Passing Thoughts
Thought #1
I passed an slightly older woman on the bike path today. She didn’t look unhealthy but she did somewhat resemble a scrawny chicken. Perhaps society had convinced her that she could never be too thin, but she was. At least in my opinion. I’m not sure if you would agree. She also looked as if she would break like a twig if she fell. It made me think of how they used to bind the feet of Chinese women. Becoming frail or even weak because you’ve become convinced the added weight of muscles or of a healthy body would make you unattractive seems like just another form of oppression to me. I should also mention this woman obviously had money.

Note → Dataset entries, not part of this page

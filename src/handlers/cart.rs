//! Cart aggregation and coupon application handlers.

use axum::extract::State;
use axum::Json;
use chrono::{DateTime, Utc};
use rust_decimal::Decimal;
use serde::{Deserialize, Serialize};
use uuid::Uuid;
use validator::Validate;

use crate::auth::Identity;
use crate::domain::aggregates::cart::{Cart, CartLine};
use crate::domain::aggregates::coupon::{CouponRejection, CouponTerms};
use crate::domain::value_objects::{Money, DEFAULT_CURRENCY};
use crate::error::{ApiError, ApiResult};
use crate::response::ApiResponse;
use crate::AppState;

#[derive(Debug, sqlx::FromRow)]
struct CartRow {
    id: Uuid,
    user_id: Uuid,
    cart_total: Decimal,
    total_after_discount: Option<Decimal>,
}

#[derive(Debug, sqlx::FromRow)]
struct CartItemRow {
    product_id: Uuid,
    quantity: i32,
    unit_price: Decimal,
}

#[derive(Debug, Serialize)]
pub struct CartView {
    pub id: Uuid,
    pub ordered_by: Uuid,
    pub products: Vec<CartLineView>,
    pub cart_total: Decimal,
    #[serde(skip_serializing_if = "Option::is_none")]
    pub total_after_discount: Option<Decimal>,
}

#[derive(Debug, Serialize)]
pub struct CartLineView {
    pub product_id: Uuid,
    pub quantity: u32,
    pub price: Decimal,
}

impl CartView {
    fn from_cart(cart: &Cart) -> Self {
        Self {
            id: cart.id(),
            ordered_by: cart.user_id(),
            products: cart
                .lines()
                .iter()
                .map(|l| CartLineView {
                    product_id: l.product_id,
                    quantity: l.quantity,
                    price: l.unit_price.amount(),
                })
                .collect(),
            cart_total: cart.total().amount(),
            total_after_discount: cart.total_after_discount().map(|m| m.amount()),
        }
    }
}

/// Loads the user's cart inside `tx` with the cart row locked, so
/// concurrent mutations of the same cart serialize.
pub(crate) async fn load_cart(
    tx: &mut sqlx::Transaction<'_, sqlx::Postgres>,
    user_id: Uuid,
) -> ApiResult<Option<Cart>> {
    let row = sqlx::query_as::<_, CartRow>(
        "SELECT id, user_id, cart_total, total_after_discount FROM carts WHERE user_id = $1 FOR UPDATE",
    )
    .bind(user_id)
    .fetch_optional(&mut **tx)
    .await?;
    let Some(row) = row else { return Ok(None) };
    let items = sqlx::query_as::<_, CartItemRow>(
        "SELECT product_id, quantity, unit_price FROM cart_items WHERE cart_id = $1 ORDER BY product_id",
    )
    .bind(row.id)
    .fetch_all(&mut **tx)
    .await?;
    let lines = items
        .into_iter()
        .map(|i| CartLine {
            product_id: i.product_id,
            quantity: i.quantity as u32,
            unit_price: Money::new(i.unit_price, DEFAULT_CURRENCY),
        })
        .collect();
    Ok(Some(Cart::from_parts(
        row.id,
        row.user_id,
        DEFAULT_CURRENCY,
        lines,
        row.total_after_discount.map(|d| Money::new(d, DEFAULT_CURRENCY)),
    )))
}

#[derive(Debug, Deserialize, Validate)]
pub struct AddToCartRequest {
    pub product_id: Uuid,
    #[validate(range(min = 1))]
    pub count: u32,
}

pub async fn add_to_cart(
    State(s): State<AppState>,
    Identity(user_id): Identity,
    Json(r): Json<AddToCartRequest>,
) -> ApiResult<Json<ApiResponse<CartView>>> {
    r.validate()?;
    let price: Decimal = sqlx::query_scalar("SELECT price FROM products WHERE id = $1 AND is_active")
        .bind(r.product_id)
        .fetch_optional(&s.db)
        .await?
        .ok_or(ApiError::ProductNotFound)?;

    let mut tx = s.db.begin().await?;
    let existing = load_cart(&mut tx, user_id).await?;
    let is_new = existing.is_none();
    let mut cart = existing.unwrap_or_else(|| Cart::new(user_id, DEFAULT_CURRENCY));
    let line_price = cart
        .set_line(r.product_id, r.count, Money::new(price, DEFAULT_CURRENCY))
        .unit_price
        .amount();

    if is_new {
        sqlx::query("INSERT INTO carts (id, user_id, cart_total) VALUES ($1, $2, $3)")
            .bind(cart.id())
            .bind(user_id)
            .bind(cart.total().amount())
            .execute(&mut *tx)
            .await?;
    } else {
        sqlx::query(
            "UPDATE carts SET cart_total = $2, total_after_discount = NULL, updated_at = NOW() WHERE id = $1",
        )
        .bind(cart.id())
        .bind(cart.total().amount())
        .execute(&mut *tx)
        .await?;
    }
    sqlx::query(
        "INSERT INTO cart_items (cart_id, product_id, quantity, unit_price) VALUES ($1, $2, $3, $4) \
         ON CONFLICT (cart_id, product_id) DO UPDATE SET quantity = EXCLUDED.quantity",
    )
    .bind(cart.id())
    .bind(r.product_id)
    .bind(r.count as i32)
    .bind(line_price)
    .execute(&mut *tx)
    .await?;
    tx.commit().await?;

    Ok(ApiResponse::ok("Product added to cart successfully...", CartView::from_cart(&cart)))
}

#[derive(Debug, Serialize, sqlx::FromRow)]
pub struct PopulatedLine {
    pub product_id: Uuid,
    pub title: String,
    pub quantity: i32,
    pub unit_price: Decimal,
}

#[derive(Debug, Serialize)]
pub struct PopulatedCart {
    pub id: Uuid,
    pub ordered_by: Uuid,
    pub products: Vec<PopulatedLine>,
    pub cart_total: Decimal,
    #[serde(skip_serializing_if = "Option::is_none")]
    pub total_after_discount: Option<Decimal>,
}

pub async fn get_cart(
    State(s): State<AppState>,
    Identity(user_id): Identity,
) -> ApiResult<Json<ApiResponse<PopulatedCart>>> {
    let row = sqlx::query_as::<_, CartRow>(
        "SELECT id, user_id, cart_total, total_after_discount FROM carts WHERE user_id = $1",
    )
    .bind(user_id)
    .fetch_optional(&s.db)
    .await?
    .ok_or(ApiError::CartNotFound)?;
    let products = sqlx::query_as::<_, PopulatedLine>(
        "SELECT ci.product_id, p.title, ci.quantity, ci.unit_price \
         FROM cart_items ci JOIN products p ON p.id = ci.product_id \
         WHERE ci.cart_id = $1 ORDER BY p.title",
    )
    .bind(row.id)
    .fetch_all(&s.db)
    .await?;
    Ok(ApiResponse::ok(
        "Get user cart successfully...",
        PopulatedCart {
            id: row.id,
            ordered_by: row.user_id,
            products,
            cart_total: row.cart_total,
            total_after_discount: row.total_after_discount,
        },
    ))
}

pub async fn empty_cart(
    State(s): State<AppState>,
    Identity(user_id): Identity,
) -> ApiResult<Json<ApiResponse<serde_json::Value>>> {
    sqlx::query("DELETE FROM carts WHERE user_id = $1")
        .bind(user_id)
        .execute(&s.db)
        .await?;
    Ok(ApiResponse::ok("User cart emptied successfully...", serde_json::json!({})))
}

#[derive(Debug, Deserialize, Validate)]
pub struct ApplyCouponRequest {
    #[validate(length(min = 1))]
    pub coupon: String,
}

#[derive(Debug, sqlx::FromRow)]
struct CouponRow {
    discount: Decimal,
    is_active: bool,
    expiry: DateTime<Utc>,
}

pub async fn apply_coupon(
    State(s): State<AppState>,
    Identity(user_id): Identity,
    Json(r): Json<ApplyCouponRequest>,
) -> ApiResult<Json<ApiResponse<CartView>>> {
    r.validate()?;
    let code = r.coupon.trim().to_uppercase();
    let coupon = sqlx::query_as::<_, CouponRow>(
        "SELECT discount, is_active, expiry FROM coupons WHERE code = $1",
    )
    .bind(&code)
    .fetch_optional(&s.db)
    .await?
    .ok_or(ApiError::InvalidCoupon)?;
    let terms = CouponTerms {
        discount: coupon.discount,
        is_active: coupon.is_active,
        expiry: coupon.expiry,
    };
    terms.redeemable(Utc::now(), s.enforce_coupon_expiry).map_err(|r| match r {
        CouponRejection::Inactive => ApiError::InvalidCoupon,
        CouponRejection::Expired => ApiError::CouponExpired,
    })?;

    let mut tx = s.db.begin().await?;
    let mut cart = load_cart(&mut tx, user_id).await?.ok_or(ApiError::CartNotFound)?;
    cart.apply_discount(terms.discount);
    sqlx::query("UPDATE carts SET total_after_discount = $2, updated_at = NOW() WHERE id = $1")
        .bind(cart.id())
        .bind(cart.total_after_discount().map(|m| m.amount()))
        .execute(&mut *tx)
        .await?;
    tx.commit().await?;

    Ok(ApiResponse::ok("Coupon applied to user cart successfully...", CartView::from_cart(&cart)))
}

She probably wasn’t someone who needed to continue working at her age. Whatever vim and vigor she managed to hold onto seemed to be allotted to the act of presenting her very trim body to others for appreciation. Maybe I’m wrong. But maybe I’m not.
Thought #2
I passed a younger woman riding her bike in a line — her first, then a very small boy on a tiny two-wheeled bike, and then a man. I said hello to her as we passed on the path. She returned my gaze intently as she slowly rode by but she didn’t say a word. Her gaze wasn’t hostile but it was closed. It seemed to be silently warning me to keep my distance. I’m not really large enough to appear to be a threat. My voice had been friendly but not overly familiar. Its volume loud enough to be heard without being rude. I’ve had women act this way towards me before. I find it odd. They could choose to ignore me completely or to be rude. I’m pretty sure the message is that I’m being inappropriate. I have a decent number of introverted friends. I don’t think any of them would greet a quiet friendly hello with this type of bizarre keep-your-distance, silent stare. I don’t think I’m ever going to understand this, but I’m also not going to stop saying hello.